Each member of the Audit Committee meets the independence criteria as defined by applicable rules and regulations of the SEC for audit committee membership and is independent and is “financially sophisticated” as defined by the applicable rules and regulations of the Nasdaq Stock Market. The members of the Audit Committee are Brian Choi, Ernest E. Dow, Jason Hwang (committee chair), Soo Hun Jung, M.D., Myung Ja (Susan) Park, and Yong Sin Shin. The Audit Committee met eight times in 2019.

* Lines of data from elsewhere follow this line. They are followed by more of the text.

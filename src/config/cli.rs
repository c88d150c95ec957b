use crate::core::Storage;
use crate::utils::error::Result;
use std::path::{Path, PathBuf};

/// Reads inputs as given and writes outputs under `base_path`.
#[derive(Debug, Clone)]
pub struct LocalStorage {
    base_path: PathBuf,
}

impl LocalStorage {
    pub fn new(base_path: impl Into<PathBuf>) -> Self {
        Self {
            base_path: base_path.into(),
        }
    }

    pub fn output_file(&self, name: &str) -> PathBuf {
        self.base_path.join(name)
    }
}

impl Storage for LocalStorage {
    async fn read_file(&self, path: &str) -> Result<Vec<u8>> {
        let data = tokio::fs::read(Path::new(path)).await?;
        Ok(data)
    }

    async fn write_file(&self, path: &str, data: &[u8]) -> Result<()> {
        let full_path = self.output_file(path);

        if let Some(parent) = full_path.parent() {
            tokio::fs::create_dir_all(parent).await?;
        }

        tokio::fs::write(full_path, data).await?;
        Ok(())
    }
}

In 2019, the Board of Directors has determined that Jason Hwang has: (i) an understanding of generally accepted accounting principles and financial statements; (ii) an ability to assess the general application of such principles in connection with the accounting for estimates, accruals and reserves; (iii) an experience preparing, auditing, analyzing or evaluating financial statements that present a breadth and level of complexity of accounting issues that are generally comparable to the breadth and complexity of issues that can reasonably be expected to be raised by our financial statements, or experience actively supervising one or more persons engaged in such activities; (iv) an understanding of internal control over financial reporting; and (v) an understanding of audit committee functions.

4


Table of Contents

 

Therefore, in 2019, the Board determined that Mr. Hwang meets the definition of “audit committee financial expert” under the applicable rules and regulations of the SEC and is “financially sophisticated” as defined by the applicable rules and regulations of the Nasdaq Stock Market. The designation of a person as an audit committee financial expert does not result in the person being deemed an expert for any purpose, including under Section 11 of the Securities Act of 1933, as amended (the “Securities Act”). The designation does not impose on the person any duties, obligations or liability greater than those imposed on any other audit committee member or any other director and does not affect the duties, obligations or liability of any other member of the Audit Committee or Board of Directors.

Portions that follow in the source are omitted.